[Action item] Return every line of the data below word for word, including the punctuation.

[Saved entries]
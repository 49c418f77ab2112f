use anyhow::Context;
use tracing::{info, warn};
use tracing_subscriber::EnvFilter;
use unifiedx::core::errors::ExchangeError;
use unifiedx::{ExchangeFactory, ExchangeType};

#[tokio::main]
async fn main() -> anyhow::Result<()> {
    tracing_subscriber::fmt()
        .with_env_filter(EnvFilter::try_from_default_env().unwrap_or_else(|_| EnvFilter::new("info")))
        .init();

    let mut args = std::env::args().skip(1);
    let exchange = args.next().unwrap_or_else(|| "kraken".to_string());
    let symbol = args.next().unwrap_or_else(|| "BTC/USDT".to_string());

    let exchange_type: ExchangeType = exchange.parse()?;
    let connector = ExchangeFactory::create_from_env(exchange_type.id())
        .with_context(|| format!("building the {} connector", exchange_type))?;

    match connector.fetch_status().await {
        Ok(status) => info!(exchange = %exchange_type, status = ?status.status, "Exchange status"),
        Err(ExchangeError::NotSupported(_)) => {
            let time = connector
                .fetch_time()
                .await
                .with_context(|| format!("fetching {} server time", exchange_type))?;
            info!(exchange = %exchange_type, server_time = time, "Exchange reachable");
        }
        Err(e) => warn!(exchange = %exchange_type, error = %e, "Status check failed"),
    }

    let ticker = connector
        .fetch_ticker(&symbol)
        .await
        .with_context(|| format!("fetching the {} ticker on {}", symbol, exchange_type))?;
    println!(
        "{} {}: last={} bid={} ask={}",
        exchange_type,
        ticker.symbol,
        display(ticker.last),
        display(ticker.bid),
        display(ticker.ask)
    );

    Ok(())
}

fn display(value: Option<rust_decimal::Decimal>) -> String {
    value.map_or_else(|| "-".to_string(), |v| v.normalize().to_string())
}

[Task solution]
repository 49c418f77ab2112f
use anyhow::Context;
use tracing::{info, warn};
use tracing_subscriber::EnvFilter;
use unifiedx::core::errors::ExchangeError;
use unifiedx::{ExchangeFactory, ExchangeType};

#[tokio::main]
async fn main() -> anyhow::Result<()> {
    tracing_subscriber::fmt()
        .with_env_filter(EnvFilter::try_from_default_env().unwrap_or_else(|_| EnvFilter::new("info")))
        .init();

    let mut args = std::env::args().skip(1);
    let exchange = args.next().unwrap_or_else(|| "kraken".to_string());
    let symbol = args.next().unwrap_or_else(|| "BTC/USDT".to_string());

    let exchange_type: ExchangeType = exchange.parse()?;
    let connector = ExchangeFactory::create_from_env(exchange_type.id())
        .with_context(|| format!("building the {} connector", exchange_type))?;

    match connector.fetch_status().await {
        Ok(status) => info!(exchange = %exchange_type, status = ?status.status, "Exchange status"),
        Err(ExchangeError::NotSupported(_)) => {
            let time = connector
                .fetch_time()
                .await
                .with_context(|| format!("fetching {} server time", exchange_type))?;
            info!(exchange = %exchange_type, server_time = time, "Exchange reachable");
        }
        Err(e) => warn!(exchange = %exchange_type, error = %e, "Status check failed"),
    }

    let ticker = connector
        .fetch_ticker(&symbol)
        .await
        .with_context(|| format!("fetching the {} ticker on {}", symbol, exchange_type))?;
    println!(
        "{} {}: last={} bid={} ask={}",
        exchange_type,
        ticker.symbol,
        display(ticker.last),
        display(ticker.bid),
        display(ticker.ask)
    );

    Ok(())
}

fn display(value: Option<rust_decimal::Decimal>) -> String {
    value.map_or_else(|| "-".to_string(), |v| v.normalize().to_string())
}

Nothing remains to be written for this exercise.